In the entries below, work out how many lines include "FinishedTest", and write only that number.
BEGIN
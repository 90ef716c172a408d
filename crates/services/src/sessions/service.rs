use chrono::{Duration, NaiveDateTime};
use log::{debug, info};

use alum_core::model::{
    AnswerKeySheet, QuestionNumber, SessionEvent, SessionOutcome, TestSession, TestSettings,
};

use super::view::SessionView;
use crate::Clock;
use crate::error::SessionError;

//
// ─── FINISHED TEST ─────────────────────────────────────────────────────────────
//

/// A finished attempt waiting for its answer key and name.
#[derive(Debug, Clone, PartialEq, Eq)]
pub struct FinishedTest {
    pub outcome: SessionOutcome,
    /// Local wall-clock time the attempt ended; becomes the record timestamp.
    pub finished_at: NaiveDateTime,
}

impl FinishedTest {
    /// Empty answer-key sheet for this attempt's questions and options.
    #[must_use]
    pub fn answer_key_sheet(&self) -> AnswerKeySheet {
        AnswerKeySheet::for_outcome(&self.outcome)
    }
}

//
// ─── SESSION ───────────────────────────────────────────────────────────────────
//

/// Running attempt driven by a front end.
///
/// Owns the time source, so callers only forward user input and timer ticks.
pub struct SessionService {
    clock: Clock,
    session: TestSession,
    finished: Option<FinishedTest>,
}

impl SessionService {
    /// Create and start a session.
    ///
    /// # Errors
    ///
    /// Returns `SessionError::State` if the session cannot be started.
    pub fn start(clock: Clock, settings: TestSettings) -> Result<Self, SessionError> {
        Self::start_with(clock, TestSession::new(settings))
    }

    pub(crate) fn start_with(clock: Clock, mut session: TestSession) -> Result<Self, SessionError> {
        session.start()?;
        info!(
            "test started: questions {}, {} options, limit {} min",
            session.settings().range(),
            session.settings().options().len(),
            session.settings().time_limit().minutes()
        );
        Ok(Self {
            clock,
            session,
            finished: None,
        })
    }

    #[must_use]
    pub fn session(&self) -> &TestSession {
        &self.session
    }

    #[must_use]
    pub fn view(&self) -> SessionView {
        SessionView::from_session(&self.session)
    }

    #[must_use]
    pub fn is_running(&self) -> bool {
        self.session.is_running()
    }

    /// The finished attempt, once the session ended by `finish` or by running out
    /// of time.
    #[must_use]
    pub fn finished(&self) -> Option<&FinishedTest> {
        self.finished.as_ref()
    }

    /// Move a fixed clock forward. Real clocks are unaffected.
    pub fn advance_clock(&mut self, delta: Duration) {
        self.clock.advance(delta);
    }

    pub fn select_answer(&mut self, question: QuestionNumber, label: &str) -> Vec<SessionEvent> {
        let events = self.session.select_answer(question, label, self.clock.now());
        if events.is_empty() {
            debug!("answer {label:?} for question {question} ignored");
        }
        self.observe(events)
    }

    pub fn go_to(&mut self, question: QuestionNumber) -> Vec<SessionEvent> {
        let events = self.session.navigate_to(question, self.clock.now());
        if events.is_empty() {
            debug!("navigation to question {question} dropped");
        }
        self.observe(events)
    }

    pub fn next(&mut self) -> Vec<SessionEvent> {
        let events = self.session.next(self.clock.now());
        self.observe(events)
    }

    pub fn previous(&mut self) -> Vec<SessionEvent> {
        let events = self.session.previous(self.clock.now());
        self.observe(events)
    }

    pub fn toggle_doubt(&mut self, question: QuestionNumber) -> Vec<SessionEvent> {
        let events = self.session.toggle_doubt(question);
        self.observe(events)
    }

    /// Overall one-second tick.
    pub fn tick(&mut self) -> Vec<SessionEvent> {
        let events = self.session.on_tick();
        self.observe(events)
    }

    /// Per-question one-second tick.
    pub fn question_tick(&mut self) -> Vec<SessionEvent> {
        let events = self.session.on_question_tick();
        self.observe(events)
    }

    /// End the attempt. The unanswered-question prompt belongs to the caller.
    ///
    /// # Errors
    ///
    /// Returns `SessionError::State` if the session is not running.
    pub fn finish(&mut self, time_up: bool) -> Result<FinishedTest, SessionError> {
        let outcome = self.session.finish(time_up)?;
        Ok(self.record_finish(outcome))
    }

    /// Abandon the attempt without keeping anything.
    ///
    /// # Errors
    ///
    /// Returns `SessionError::State` if the session is not running.
    pub fn cancel(&mut self) -> Result<(), SessionError> {
        self.session.cancel()?;
        info!("test abandoned");
        Ok(())
    }

    fn observe(&mut self, events: Vec<SessionEvent>) -> Vec<SessionEvent> {
        for event in &events {
            match event {
                SessionEvent::QuestionNavigated { from, to } => {
                    debug!("question {from} -> {to}");
                }
                SessionEvent::Finished(outcome) => {
                    self.record_finish(outcome.clone());
                }
                _ => {}
            }
        }
        events
    }

    fn record_finish(&mut self, outcome: SessionOutcome) -> FinishedTest {
        info!(
            "test finished after {}s (time up: {}), {} unanswered",
            outcome.total_used_secs,
            outcome.time_up,
            outcome.unanswered().len()
        );
        let finished = FinishedTest {
            outcome,
            finished_at: self.clock.local_now(),
        };
        self.finished = Some(finished.clone());
        finished
    }
}

#[cfg(test)]
mod tests {
    use super::*;
    use alum_core::model::{SessionPhase, TestSettingsDraft};
    use alum_core::time::fixed_clock;

    fn q(n: u32) -> QuestionNumber {
        QuestionNumber::new(n)
    }

    fn settings(minutes: u32) -> TestSettings {
        TestSettingsDraft {
            time_limit_minutes: minutes,
            question_count: 3,
            option_count: 3,
            ..TestSettingsDraft::default()
        }
        .validate()
        .unwrap()
    }

    #[test]
    fn navigation_uses_service_clock_for_debounce() {
        let mut svc = SessionService::start(fixed_clock(), settings(0)).unwrap();
        assert_eq!(svc.next().len(), 1);
        assert!(svc.next().is_empty());

        svc.advance_clock(Duration::milliseconds(500));
        assert_eq!(svc.next().len(), 1);
        assert_eq!(svc.session().current_question(), q(3));
    }

    #[test]
    fn timeout_is_captured_as_finished_test() {
        let mut svc = SessionService::start(fixed_clock(), settings(1)).unwrap();
        svc.select_answer(q(1), "B");
        for _ in 0..60 {
            svc.question_tick();
            svc.tick();
        }

        let finished = svc.finished().expect("finished on time up");
        assert!(finished.outcome.time_up);
        assert_eq!(finished.outcome.total_used_secs, 60);
        assert_eq!(finished.outcome.per_question_secs.get(q(1)), Some(&60));
        assert_eq!(finished.finished_at, fixed_clock().local_now());
        assert_eq!(svc.session().phase(), SessionPhase::Finished);
        assert!(svc.finish(false).is_err());
    }

    #[test]
    fn cancel_keeps_nothing() {
        let mut svc = SessionService::start(fixed_clock(), settings(0)).unwrap();
        svc.cancel().unwrap();
        assert!(svc.finished().is_none());
        assert!(!svc.is_running());
        assert!(svc.tick().is_empty());
    }
}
END
_Expected output_
7